INSTRUCTIONS TO FOLLOW:
Among the entries that follow, find every line with the word "best" and list it.

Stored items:
//! Dense vote grid over (angle bin, distance bin).
//!
//! Storage is a single heap buffer in row-major order: one row of `D` counts
//! per angle bin. Rows are the unit of parallel work during voting.

use crate::angle::AngleBin;
use crate::space::{DistanceBin, ParameterSpace};

#[derive(Clone, Debug, PartialEq, Eq)]
pub struct Accumulator {
    angle_bins: usize,
    distance_bins: usize,
    counts: Vec<u32>,
}

impl Accumulator {
    /// Zero-initialized grid of `angle_bins × distance_bins` cells.
    pub fn new(angle_bins: usize, distance_bins: usize) -> Self {
        Self {
            angle_bins,
            distance_bins,
            counts: vec![0; angle_bins * distance_bins],
        }
    }

    pub fn for_space(space: &ParameterSpace) -> Self {
        Self::new(space.angle_bins(), space.distance_bins())
    }

    pub fn angle_bins(&self) -> usize {
        self.angle_bins
    }

    pub fn distance_bins(&self) -> usize {
        self.distance_bins
    }

    /// True when the grid has the same shape as `space`.
    pub fn matches(&self, space: &ParameterSpace) -> bool {
        self.angle_bins == space.angle_bins() && self.distance_bins == space.distance_bins()
    }

    #[inline]
    fn offset(&self, angle: AngleBin, distance: DistanceBin) -> usize {
        assert!(
            angle.0 < self.angle_bins && distance.0 < self.distance_bins,
            "cell ({}, {}) outside {}x{} accumulator",
            angle.0,
            distance.0,
            self.angle_bins,
            self.distance_bins
        );
        angle.0 * self.distance_bins + distance.0
    }

    #[inline]
    pub fn vote(&mut self, angle: AngleBin, distance: DistanceBin) {
        let i = self.offset(angle, distance);
        self.counts[i] += 1;
    }

    #[inline]
    pub fn count_at(&self, angle: AngleBin, distance: DistanceBin) -> u32 {
        self.counts[self.offset(angle, distance)]
    }

    /// Counts for every distance bin of `angle`.
    pub fn row(&self, angle: AngleBin) -> &[u32] {
        assert!(angle.0 < self.angle_bins, "angle bin {} out of range", angle.0);
        let start = angle.0 * self.distance_bins;
        &self.counts[start..start + self.distance_bins]
    }

    /// Rows in angle order.
    pub fn rows(&self) -> impl Iterator<Item = (AngleBin, &[u32])> {
        self.counts
            .chunks_exact(self.distance_bins.max(1))
            .take(self.angle_bins)
            .enumerate()
            .map(|(a, row)| (AngleBin(a), row))
    }

    /// Flat row-major view of all counts.
    pub fn counts(&self) -> &[u32] {
        &self.counts
    }

    pub(crate) fn counts_mut(&mut self) -> &mut [u32] {
        &mut self.counts
    }

    pub fn total_votes(&self) -> u64 {
        self.counts.iter().map(|&c| c as u64).sum()
    }

    pub fn max_count(&self) -> u32 {
        self.counts.iter().copied().max().unwrap_or(0)
    }

    /// Cell holding the most votes; ties resolve to the first cell in row-major order.
    pub fn peak(&self) -> Option<(AngleBin, DistanceBin, u32)> {
        if self.distance_bins == 0 {
            return None;
        }
        let mut best: Option<(usize, u32)> = None;
        for (i, &c) in self.counts.iter().enumerate() {
            if best.map_or(true, |(_, b)| c > b) {
                best = Some((i, c));
            }
        }
        best.map(|(i, c)| {
            (
                AngleBin(i / self.distance_bins),
                DistanceBin(i % self.distance_bins),
                c,
            )
        })
    }

    /// Zeroes every cell, keeping the allocation.
    pub fn reset(&mut self) {
        self.counts.fill(0);
    }
}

ANSWER FOR THIS EXERCISE:
        let mut best: Option<(usize, u32)> = None;
            if best.map_or(true, |(_, b)| c > b) {
                best = Some((i, c));
        best.map(|(i, c)| {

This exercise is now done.